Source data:
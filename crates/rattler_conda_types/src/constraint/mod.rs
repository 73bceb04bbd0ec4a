//! This module has some constructs for specifying a Spec as a set constructed
//! from a operator and an element from that set

use crate::build_spec::BuildNumber;
use crate::version::Version;
use crate::version_spec::{EqualityOperator, RangeOperator, StrictRangeOperator};
use std::cmp::{PartialEq, PartialOrd};

///
pub type BuildNumberOperator = OrdOperator;
/// named type for the Set specified by BuildNumberOperator on BuildNumber
pub type BuildNumberConstraint = OperatorConstraint<BuildNumber, BuildNumberOperator>;

/// set of operators that act on `Version`
pub enum VersionOperator {
    Ordering(OrdOperator),
    /// Specifies a range of versions using the strict operators
    StrictRange(StrictRangeOperator),
}
pub type VersionConstraint = OperatorConstraint<Version, VersionOperator>;

/// to specify a
pub enum OrdOperator {
    /// Specifies a range
    Range(RangeOperator),
    /// Specifies an exact
    Exact(EqualityOperator),
}

pub trait Operator<T> {
    fn compares(&self, source: &T, target: &T) -> bool;
}

/// expose is_member so that it can be called for VersionSpec and BuildNumberSpec
pub trait Set<T> {
    fn is_member(&self, elem: &T) -> bool;
}

pub struct OperatorConstraint<T, Op> {
    op: Op,
    elem: T,
}

impl<T, Op> Set<T> for OperatorConstraint<T, Op>
where
    Op: Operator<T>,
{
    fn is_member(&self, elem: &T) -> bool {
        self.op.compares(&self.elem, &elem)
    }
}

impl<T, Op> OperatorConstraint<T, Op> {
    fn new(op: Op, elem: T) -> Self {
        OperatorConstraint { elem, op }
    }
}

impl<T> Operator<T> for RangeOperator
where
    T: PartialOrd,
{
    fn compares(&self, source: &T, target: &T) -> bool {
        match self {
            Self::Greater => target > source,
            Self::GreaterEquals => target >= source,
            Self::Less => target < source,
            Self::LessEquals => target <= source,
        }
    }
}

impl<T> Operator<T> for EqualityOperator
where
    T: PartialEq,
{
    fn compares(&self, source: &T, target: &T) -> bool {
        match self {
            Self::Equals => target == source,
            Self::NotEquals => target != source,
        }
    }
}

impl Operator<Version> for StrictRangeOperator {
    fn compares(&self, source: &Version, target: &Version) -> bool {
        match self {
            Self::StartsWith => target.starts_with(&source),
            Self::NotStartsWith => !target.starts_with(&source),
            Self::Compatible => target.compatible_with(&source),
            Self::NotCompatible => !target.compatible_with(&source),
        }
    }
}

impl<T> Operator<T> for OrdOperator
where
    T: PartialOrd + PartialEq,
{
    fn compares(&self, source: &T, target: &T) -> bool {
        match self {
            Self::Range(op) => op.compares(&source, &target),
            Self::Exact(op) => op.compares(&source, &target),
        }
    }
}

impl Operator<Version> for VersionOperator {
    fn compares(&self, source: &Version, target: &Version) -> bool {
        match self {
            Self::Ordering(op) => op.compares(&source, &target),
            Self::StrictRange(op) => op.compares(&source, &target),
        }
    }
}

mod tests {
    use super::*;

    #[test]
    fn zero_depth_operator() {
        type IntConstraint = OperatorConstraint<i32, RangeOperator>;
        let int_constr: IntConstraint = IntConstraint::new(RangeOperator::Less, 10);

        assert!(int_constr.is_member(&9));
        assert!(!int_constr.is_member(&11));
    }

    #[test]
    fn nonzero_depth_operator() {
        use std::str::FromStr;
        let constraint: VersionConstraint = VersionConstraint::new(
            VersionOperator::Ordering(OrdOperator::Range(RangeOperator::Less)),
            Version::from_str("1.2.3").unwrap(),
            // a way to extend enums transparently would make this less verbose
            // as it will absoltely be a pain to unwrap for matches in version_spec.
        );

        assert!(constraint.is_member(&Version::from_str("1.2.2").unwrap()))
    }
}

TASK STATEMENT: Word for word, restate all of the entries.

REPLY TO THE TASK:
filename crates/rattler_conda_types/src/constraint/mod.rs
repository 73bceb04bbd0ec4a
//! This module has some constructs for specifying a Spec as a set constructed
//! from a operator and an element from that set

use crate::build_spec::BuildNumber;
use crate::version::Version;
use crate::version_spec::{EqualityOperator, RangeOperator, StrictRangeOperator};
use std::cmp::{PartialEq, PartialOrd};

///
pub type BuildNumberOperator = OrdOperator;
/// named type for the Set specified by BuildNumberOperator on BuildNumber
pub type BuildNumberConstraint = OperatorConstraint<BuildNumber, BuildNumberOperator>;

/// set of operators that act on `Version`
pub enum VersionOperator {
    Ordering(OrdOperator),
    /// Specifies a range of versions using the strict operators
    StrictRange(StrictRangeOperator),
}
pub type VersionConstraint = OperatorConstraint<Version, VersionOperator>;

/// to specify a
pub enum OrdOperator {
    /// Specifies a range
    Range(RangeOperator),
    /// Specifies an exact
    Exact(EqualityOperator),
}

pub trait Operator<T> {
    fn compares(&self, source: &T, target: &T) -> bool;
}

/// expose is_member so that it can be called for VersionSpec and BuildNumberSpec
pub trait Set<T> {
    fn is_member(&self, elem: &T) -> bool;
}

pub struct OperatorConstraint<T, Op> {
    op: Op,
    elem: T,
}

impl<T, Op> Set<T> for OperatorConstraint<T, Op>
where
    Op: Operator<T>,
{
    fn is_member(&self, elem: &T) -> bool {
        self.op.compares(&self.elem, &elem)
    }
}

impl<T, Op> OperatorConstraint<T, Op> {
    fn new(op: Op, elem: T) -> Self {
        OperatorConstraint { elem, op }
    }
}

impl<T> Operator<T> for RangeOperator
where
    T: PartialOrd,
{
    fn compares(&self, source: &T, target: &T) -> bool {
        match self {
            Self::Greater => target > source,
            Self::GreaterEquals => target >= source,
            Self::Less => target < source,
            Self::LessEquals => target <= source,
        }
    }
}

impl<T> Operator<T> for EqualityOperator
where
    T: PartialEq,
{
    fn compares(&self, source: &T, target: &T) -> bool {
        match self {
            Self::Equals => target == source,
            Self::NotEquals => target != source,
        }
    }
}

impl Operator<Version> for StrictRangeOperator {
    fn compares(&self, source: &Version, target: &Version) -> bool {
        match self {
            Self::StartsWith => target.starts_with(&source),
            Self::NotStartsWith => !target.starts_with(&source),
            Self::Compatible => target.compatible_with(&source),
            Self::NotCompatible => !target.compatible_with(&source),
        }
    }
}

impl<T> Operator<T> for OrdOperator
where
    T: PartialOrd + PartialEq,
{
    fn compares(&self, source: &T, target: &T) -> bool {
        match self {
            Self::Range(op) => op.compares(&source, &target),
            Self::Exact(op) => op.compares(&source, &target),
        }
    }
}

impl Operator<Version> for VersionOperator {
    fn compares(&self, source: &Version, target: &Version) -> bool {
        match self {
            Self::Ordering(op) => op.compares(&source, &target),
            Self::StrictRange(op) => op.compares(&source, &target),
        }
    }
}

mod tests {
    use super::*;

    #[test]
    fn zero_depth_operator() {
        type IntConstraint = OperatorConstraint<i32, RangeOperator>;
        let int_constr: IntConstraint = IntConstraint::new(RangeOperator::Less, 10);

        assert!(int_constr.is_member(&9));
        assert!(!int_constr.is_member(&11));
    }

    #[test]
    fn nonzero_depth_operator() {
        use std::str::FromStr;
        let constraint: VersionConstraint = VersionConstraint::new(
            VersionOperator::Ordering(OrdOperator::Range(RangeOperator::Less)),
            Version::from_str("1.2.3").unwrap(),
            // a way to extend enums transparently would make this less verbose
            // as it will absoltely be a pain to unwrap for matches in version_spec.
        );

        assert!(constraint.is_member(&Version::from_str("1.2.2").unwrap()))
    }
}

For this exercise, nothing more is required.